What is required:
Scan the records below. List lines holding "ChannelId".

[Items from a data source]
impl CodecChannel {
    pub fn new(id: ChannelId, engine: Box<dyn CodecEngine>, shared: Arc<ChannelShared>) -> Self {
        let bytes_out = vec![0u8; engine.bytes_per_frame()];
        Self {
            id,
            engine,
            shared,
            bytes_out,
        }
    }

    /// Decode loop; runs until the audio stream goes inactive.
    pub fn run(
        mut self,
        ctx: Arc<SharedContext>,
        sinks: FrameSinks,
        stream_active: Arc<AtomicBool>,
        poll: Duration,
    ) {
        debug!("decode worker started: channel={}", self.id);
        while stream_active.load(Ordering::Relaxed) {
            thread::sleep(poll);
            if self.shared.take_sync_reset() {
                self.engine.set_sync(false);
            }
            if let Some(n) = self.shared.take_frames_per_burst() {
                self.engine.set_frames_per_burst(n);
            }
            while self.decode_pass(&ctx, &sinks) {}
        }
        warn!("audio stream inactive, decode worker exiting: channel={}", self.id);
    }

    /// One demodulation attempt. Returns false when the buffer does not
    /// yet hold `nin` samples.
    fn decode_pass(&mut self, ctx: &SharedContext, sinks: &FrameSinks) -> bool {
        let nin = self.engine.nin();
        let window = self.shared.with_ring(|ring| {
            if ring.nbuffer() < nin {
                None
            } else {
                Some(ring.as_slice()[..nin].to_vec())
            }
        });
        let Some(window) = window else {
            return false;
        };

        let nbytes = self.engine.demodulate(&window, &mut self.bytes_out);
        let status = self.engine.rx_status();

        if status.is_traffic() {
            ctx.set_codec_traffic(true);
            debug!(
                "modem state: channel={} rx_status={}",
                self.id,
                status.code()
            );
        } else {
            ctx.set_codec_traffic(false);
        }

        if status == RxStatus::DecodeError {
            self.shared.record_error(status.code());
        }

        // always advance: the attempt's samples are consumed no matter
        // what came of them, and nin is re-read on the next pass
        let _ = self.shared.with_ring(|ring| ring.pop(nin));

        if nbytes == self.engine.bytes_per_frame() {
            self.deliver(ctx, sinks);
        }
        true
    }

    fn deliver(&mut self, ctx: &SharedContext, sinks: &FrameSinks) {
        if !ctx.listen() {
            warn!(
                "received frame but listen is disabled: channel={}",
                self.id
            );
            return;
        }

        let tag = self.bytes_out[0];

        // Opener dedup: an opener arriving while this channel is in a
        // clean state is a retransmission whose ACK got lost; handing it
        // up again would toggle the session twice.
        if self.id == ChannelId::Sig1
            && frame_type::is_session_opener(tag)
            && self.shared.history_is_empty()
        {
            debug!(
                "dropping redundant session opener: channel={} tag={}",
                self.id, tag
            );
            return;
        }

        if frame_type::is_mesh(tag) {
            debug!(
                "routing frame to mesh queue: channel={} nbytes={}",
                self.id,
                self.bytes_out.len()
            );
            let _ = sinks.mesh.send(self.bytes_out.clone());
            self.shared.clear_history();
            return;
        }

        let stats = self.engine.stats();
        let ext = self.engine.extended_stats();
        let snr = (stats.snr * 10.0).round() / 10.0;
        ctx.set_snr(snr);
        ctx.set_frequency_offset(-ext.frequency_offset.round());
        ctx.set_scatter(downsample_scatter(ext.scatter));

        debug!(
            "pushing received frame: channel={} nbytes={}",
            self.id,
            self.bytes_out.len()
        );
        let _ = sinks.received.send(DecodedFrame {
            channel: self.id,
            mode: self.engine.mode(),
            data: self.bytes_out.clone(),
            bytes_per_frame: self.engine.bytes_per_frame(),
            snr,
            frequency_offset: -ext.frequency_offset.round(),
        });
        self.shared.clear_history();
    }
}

Result of this exercise:
    pub fn new(id: ChannelId, engine: Box<dyn CodecEngine>, shared: Arc<ChannelShared>) -> Self {
        if self.id == ChannelId::Sig1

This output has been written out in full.